In-game exaggerations are to be expected and sometimes encouraged, but when it leaves the field of play it gets dangerous.
Sports media, love it or hate it, is a vital facet of the sports landscape. Unfortunately, sensationalism sometimes overshadows what otherwise would be a fantastic medium of expression.
For one, overanalyzing minute details is something so common, it’s often overlooked by casual sports fans. Looking at professional sports and the way issues are reported on and examined, there is a fundamental issue present. The cavalier attitude that comes along with breaking down sports has much more significant undertones than what may be present.
An overall lack of hesitation to rip apart teams and players without allowing time for the situations to play themselves out is commonplace.
Over the last year, there were many cases where pundits collectively called for the end of a player or team’s dominance. Needless to say, these pretentious statements weren’t always as accurate as these pundits wanted you to believe.
Back in 2009, then Miami Dolphins wide receiver Brandon Marshall’s name was plastered across headlines after multiple assault and domestic violence issues made their way to the media. The media was quick to paint the picture of another athlete full of rage, all the while Marshall was suffering from borderline personality disorder. The painted picture did not define Marshall as he rose up becoming the loudest voice discussing mental health issues in the NFL, while at the same time becoming one of the best players in the league.
The New England Patriots started last season 2-2, and endured a week of the media calling for the end of their dynasty—they went on to win the Super Bowl four months later.
Yankees slugger Alex Rodriguez sat out the 2014 season after a steroid scandal, but in response to the media backlash he hit 33 home runs and drove in 86 runs this year.
In 2007, Greg Oden was picked first overall in the NBA draft. The media was calling him “the next Shaq” and chose to brush off his injury history. Instead of becoming the league’s next top big-man, Oden’s knees gave out causing him to miss four seasons and only play in 105 games. The media played a huge role in building him up before the draft, and also tearing him down afterwards.
All these instances are indicative of the fact that we live in a ‘talking head’ culture—turn on any sports TV or radio show and you will hear someone propagating ideals to feed the beast of a 24-hour news cycle. Talking heads are the driving force behind the trending headlines, and all it takes is a simple tweet to start the machine. No, not all athletes are perfect, but separating what defines them as a person and as a player is a crucial distinction.
Massive sports media institutions prioritize protecting their bottom line rather than the quality of reporting or opinions coming out of their on-air talent and voices. Across the media landscape there are journalists and experts getting paid millions to have an opinion and as long as they don’t cross too many boundaries they have free reign to pick their shots.

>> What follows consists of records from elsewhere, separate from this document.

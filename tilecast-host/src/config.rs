//! Configuration for the serial host.

use std::path::{Path, PathBuf};
use std::time::Duration;

use serde::{Deserialize, Serialize};

use tilecast_core::{
    ByteOrder, CLASSIC_PACKET_SIZE, CaptureRect, DisplaySurface, Generation, LIVE_PACKET_SIZE,
    SessionConfig, TileError,
};

/// Top-level configuration loaded from a TOML file.
#[derive(Debug, Clone, Default, Serialize, Deserialize)]
#[serde(default)]
pub struct HostConfig {
    /// Serial link settings.
    pub serial: SerialConfig,
    /// Image pipeline settings.
    pub image: ImageConfig,
    /// Firmware protocol settings.
    pub protocol: ProtocolConfig,
    /// Device display surface.
    pub display: DisplayConfig,
    /// Live screen capture settings.
    pub capture: CaptureConfig,
    /// Logging settings.
    pub logging: LoggingConfig,
}

/// Serial link configuration.
#[derive(Debug, Clone, Serialize, Deserialize)]
#[serde(default)]
pub struct SerialConfig {
    /// Device path, e.g. `/dev/ttyACM0` or `COM3`.
    pub port: String,
    /// Line speed (8N1).
    pub baud: u32,
    /// Per-read deadline in milliseconds; 0 waits forever.
    pub read_timeout_ms: u64,
}

/// How the image is cut into catalog entries.
#[derive(Debug, Clone, Copy, PartialEq, Eq, Default, Serialize, Deserialize)]
#[serde(rename_all = "lowercase")]
pub enum Layout {
    /// Square tiles of `tile_size`.
    #[default]
    Tiles,
    /// One region centered on the display.
    Region,
}

/// Image pipeline configuration.
#[derive(Debug, Clone, Serialize, Deserialize)]
#[serde(default)]
pub struct ImageConfig {
    /// Image served to the device.
    pub path: PathBuf,
    pub layout: Layout,
    /// Tile edge in pixels; 0 sends the whole (square) image as one tile.
    pub tile_size: u32,
    /// Packet size in bytes; 0 picks the protocol generation's default.
    pub packet_size: usize,
    /// Send packed colors high byte first.
    pub swap_bytes: bool,
}

/// Protocol configuration.
#[derive(Debug, Clone, Default, Serialize, Deserialize)]
#[serde(default)]
pub struct ProtocolConfig {
    /// `"classic"` or `"live"`.
    pub generation: Generation,
}

/// Display surface configuration.
#[derive(Debug, Clone, Serialize, Deserialize)]
#[serde(default)]
pub struct DisplayConfig {
    pub width: u16,
    pub height: u16,
}

/// Live capture configuration.
#[derive(Debug, Clone, Serialize, Deserialize)]
#[serde(default)]
pub struct CaptureConfig {
    /// Serve the live-capture command.
    pub enabled: bool,
    /// Monitor index to capture (0 = primary).
    pub monitor: u32,
    /// Desktop rectangle, in screen pixels.
    pub x: u32,
    pub y: u32,
    pub width: u32,
    pub height: u32,
    /// DXGI acquire timeout in milliseconds.
    pub acquire_timeout_ms: u32,
}

/// Logging settings.
#[derive(Debug, Clone, Serialize, Deserialize)]
#[serde(default)]
pub struct LoggingConfig {
    /// Log level: "trace", "debug", "info", "warn", "error".
    pub level: String,
}

// ── Defaults ─────────────────────────────────────────────────────

impl Default for SerialConfig {
    fn default() -> Self {
        Self {
            port: default_port().into(),
            baud: 115_200,
            read_timeout_ms: 5_000,
        }
    }
}

fn default_port() -> &'static str {
    if cfg!(target_os = "windows") {
        "COM3"
    } else {
        "/dev/ttyACM0"
    }
}

impl Default for ImageConfig {
    fn default() -> Self {
        Self {
            path: PathBuf::from("image.png"),
            layout: Layout::Tiles,
            tile_size: 8,
            packet_size: 0,
            swap_bytes: false,
        }
    }
}

impl Default for DisplayConfig {
    fn default() -> Self {
        let surface = DisplaySurface::default();
        Self {
            width: surface.width,
            height: surface.height,
        }
    }
}

impl Default for CaptureConfig {
    fn default() -> Self {
        Self {
            enabled: false,
            monitor: 0,
            x: 0,
            y: 0,
            width: 640,
            height: 480,
            acquire_timeout_ms: 500,
        }
    }
}

impl Default for LoggingConfig {
    fn default() -> Self {
        Self {
            level: "info".into(),
        }
    }
}

// ── Loading ──────────────────────────────────────────────────────

impl HostConfig {
    /// Load configuration from a TOML file, falling back to defaults.
    pub fn load(path: &Path) -> Self {
        match std::fs::read_to_string(path) {
            Ok(contents) => toml::from_str(&contents).unwrap_or_else(|e| {
                tracing::warn!("invalid config {}: {e}; using defaults", path.display());
                Self::default()
            }),
            Err(_) => {
                tracing::info!("no config at {}; using defaults", path.display());
                Self::default()
            }
        }
    }

    /// Byte order implied by `image.swap_bytes`.
    pub fn byte_order(&self) -> ByteOrder {
        ByteOrder::from_swap(self.image.swap_bytes)
    }

    pub fn display(&self) -> Result<DisplaySurface, TileError> {
        DisplaySurface::new(self.display.width, self.display.height)
    }

    pub fn read_timeout(&self) -> Option<Duration> {
        match self.serial.read_timeout_ms {
            0 => None,
            ms => Some(Duration::from_millis(ms)),
        }
    }

    /// Packet size, defaulting per protocol generation.
    pub fn packet_size(&self) -> usize {
        match (self.image.packet_size, self.protocol.generation) {
            (0, Generation::Classic) => CLASSIC_PACKET_SIZE,
            (0, Generation::Live) => LIVE_PACKET_SIZE,
            (size, _) => size,
        }
    }

    pub fn capture_rect(&self) -> CaptureRect {
        CaptureRect {
            x: self.capture.x,
            y: self.capture.y,
            width: self.capture.width,
            height: self.capture.height,
        }
    }

    /// Convert protocol settings into a `SessionConfig`.
    pub fn to_session_config(&self) -> Result<SessionConfig, TileError> {
        if self.image.layout == Layout::Region && self.protocol.generation == Generation::Classic {
            return Err(TileError::Precondition(
                "image.layout = \"region\" needs protocol.generation = \"live\"".into(),
            ));
        }
        Ok(SessionConfig {
            generation: self.protocol.generation,
            packet_size: self.packet_size(),
            read_timeout: self.read_timeout(),
            display: self.display()?,
            byte_order: self.byte_order(),
        })
    }
}

// ── Tests ────────────────────────────────────────────────────────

Sensationalist talking heads can break down players, but when things get serious, the media giants are often the first to hide behind their bank accounts rather than protecting their important opinions and reporting.

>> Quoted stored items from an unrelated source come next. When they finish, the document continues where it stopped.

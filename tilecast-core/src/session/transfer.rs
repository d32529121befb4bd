//! Acknowledgment-gated unit transfer.
//!
//! A transfer is a queue of units (placement bytes, headers, packets). The
//! host writes one unit, then must see an `0xAA` before the next one leaves:
//!
//! ```text
//!  Ready ──Send(unit)──► AwaitingAck ──acknowledge()──► Ready ── … ──► Done
//! ```
//!
//! An empty unit is a pure gate: the device acknowledges without the host
//! sending anything first. The machine never holds more than one
//! unacknowledged unit, and callers may stop between any two steps.

use std::collections::VecDeque;

use bytes::Bytes;

use crate::error::TileError;

/// What the driver must do next.
#[derive(Debug, Clone, PartialEq, Eq)]
pub enum TransferStep {
    /// Write this unit to the device.
    Send(Bytes),
    /// Block until the device acknowledges.
    AwaitAck,
    /// Every unit has been acknowledged.
    Done,
}

#[derive(Debug, Clone, Copy, PartialEq, Eq)]
enum Phase {
    Ready,
    AwaitingAck,
}

#[derive(Debug)]
pub struct AckedTransfer {
    pending: VecDeque<Bytes>,
    phase: Phase,
    total: usize,
    acknowledged: usize,
}

impl AckedTransfer {
    pub fn new(units: impl IntoIterator<Item = Bytes>) -> Self {
        let pending: VecDeque<Bytes> = units.into_iter().collect();
        Self {
            total: pending.len(),
            pending,
            phase: Phase::Ready,
            acknowledged: 0,
        }
    }

    /// Advance the machine.
    pub fn next_step(&mut self) -> TransferStep {
        match self.phase {
            Phase::AwaitingAck => TransferStep::AwaitAck,
            Phase::Ready => match self.pending.pop_front() {
                None => TransferStep::Done,
                Some(unit) => {
                    self.phase = Phase::AwaitingAck;
                    if unit.is_empty() {
                        TransferStep::AwaitAck
                    } else {
                        TransferStep::Send(unit)
                    }
                }
            },
        }
    }

    /// Record the device's acknowledgment of the unit in flight.
    pub fn acknowledge(&mut self) -> Result<(), TileError> {
        if self.phase != Phase::AwaitingAck {
            return Err(TileError::Protocol(
                "acknowledgment received with no unit in flight".into(),
            ));
        }
        self.phase = Phase::Ready;
        self.acknowledged += 1;
        Ok(())
    }

    /// Units written but not yet acknowledged (0 or 1).
    pub fn in_flight(&self) -> usize {
        usize::from(self.phase == Phase::AwaitingAck)
    }

    pub fn acknowledged(&self) -> usize {
        self.acknowledged
    }

    pub fn total(&self) -> usize {
        self.total
    }

    pub fn is_done(&self) -> bool {
        self.phase == Phase::Ready && self.pending.is_empty()
    }
}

Earlier this year, ESPN chose to not renew its contract with Bill Simmons, their most famous writer and podcaster. After 14 years at the media giant, Simmons was out of a job because he was critical of NFL commissioner Roger Goodell’s punishment policies. ESPN chose their multi-million dollar deal with the NFL over the rightfully expressed opinions of a writer.
Freedom of the press is a valued fundamental principle in North America and when the press turns on its producers to protect their fiscal interests—there is a serious breakdown happening.

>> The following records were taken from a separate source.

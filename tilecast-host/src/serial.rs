//! Serial-port transport.
//!
//! `serialport` is blocking, so every call runs under
//! `tokio::task::block_in_place`. The port's own read timeout bounds each
//! read and surfaces as [`TileError::Timeout`].

use std::io::{ErrorKind, Read, Write};
use std::time::Duration;

use async_trait::async_trait;
use serialport::{DataBits, FlowControl, Parity, SerialPort, StopBits};
use tokio_util::sync::CancellationToken;
use tracing::{debug, info};

use tilecast_core::{TileError, Transport};

/// Port wake-up interval when reads are unbounded.
const IDLE_POLL: Duration = Duration::from_secs(1);

// ── ReadPolicy ───────────────────────────────────────────────────

/// What a blocking read does when the port's timeout fires.
#[derive(Debug)]
struct ReadPolicy {
    timeout: Duration,
    /// Keep waiting across port timeouts.
    unbounded: bool,
    cancel: CancellationToken,
}

impl ReadPolicy {
    /// Fill `buf` from `reader`, checking the token on every port timeout.
    fn fill<R: Read + ?Sized>(&self, reader: &mut R, buf: &mut [u8]) -> Result<(), TileError> {
        let mut filled = 0;
        while filled < buf.len() {
            match reader.read(&mut buf[filled..]) {
                Ok(0) => {
                    return Err(TileError::Transport(std::io::Error::new(
                        ErrorKind::UnexpectedEof,
                        "serial port closed",
                    )));
                }
                Ok(n) => filled += n,
                Err(e) if e.kind() == ErrorKind::Interrupted => {}
                Err(e) if e.kind() == ErrorKind::TimedOut => {
                    if self.cancel.is_cancelled() {
                        debug!("serial read abandoned after {filled} of {} bytes", buf.len());
                        return Err(TileError::Cancelled);
                    }
                    if !self.unbounded {
                        return Err(TileError::Timeout(self.timeout));
                    }
                }
                Err(e) => return Err(e.into()),
            }
        }
        Ok(())
    }
}

// ── SerialTransport ──────────────────────────────────────────────

pub struct SerialTransport {
    port: Box<dyn SerialPort>,
    policy: ReadPolicy,
}

impl SerialTransport {
    /// Open `path` at `baud`, 8N1 without flow control.
    ///
    /// With `read_timeout == None` reads wake once per second and retry
    /// until data arrives or the cancellation token fires.
    pub fn open(path: &str, baud: u32, read_timeout: Option<Duration>) -> Result<Self, TileError> {
        let timeout = read_timeout.unwrap_or(IDLE_POLL);
        let port = serialport::new(path, baud)
            .data_bits(DataBits::Eight)
            .parity(Parity::None)
            .stop_bits(StopBits::One)
            .flow_control(FlowControl::None)
            .timeout(timeout)
            .open()
            .map_err(|e| TileError::Transport(std::io::Error::other(format!("{path}: {e}"))))?;
        info!("opened {path} at {baud} baud (8N1)");
        Ok(Self {
            port,
            policy: ReadPolicy {
                timeout,
                unbounded: read_timeout.is_none(),
                cancel: CancellationToken::new(),
            },
        })
    }

    /// Abandon blocked reads once `token` is cancelled.
    pub fn with_cancellation(mut self, token: CancellationToken) -> Self {
        self.policy.cancel = token;
        self
    }
}

#[async_trait]
impl Transport for SerialTransport {
    async fn read_byte(&mut self) -> Result<u8, TileError> {
        let mut byte = [0u8; 1];
        tokio::task::block_in_place(|| self.policy.fill(&mut *self.port, &mut byte))?;
        Ok(byte[0])
    }

    async fn read_exact(&mut self, buf: &mut [u8]) -> Result<(), TileError> {
        tokio::task::block_in_place(|| self.policy.fill(&mut *self.port, buf))
    }

    async fn write_all(&mut self, buf: &[u8]) -> Result<(), TileError> {
        tokio::task::block_in_place(|| self.port.write_all(buf))?;
        Ok(())
    }

    async fn flush(&mut self) -> Result<(), TileError> {
        tokio::task::block_in_place(|| self.port.flush())?;
        Ok(())
    }
}

impl std::fmt::Debug for SerialTransport {
    fn fmt(&self, f: &mut std::fmt::Formatter<'_>) -> std::fmt::Result {
        f.debug_struct("SerialTransport")
            .field("port", &self.port.name())
            .field("timeout", &self.policy.timeout)
            .field("unbounded", &self.policy.unbounded)
            .finish()
    }
}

Sports should never be comparable to a gossip magazine—sports itself is an idealistic example of decisiveness, with every game having a victor and every season a champion. Putting an emphasis on the facts and analyzing the empirical evidence provided is of the utmost importance.
Ultimately, if it were decided to put time and effort into covering what happened on the field of play, instead of predicting the future, everyone would be much better off in the long run.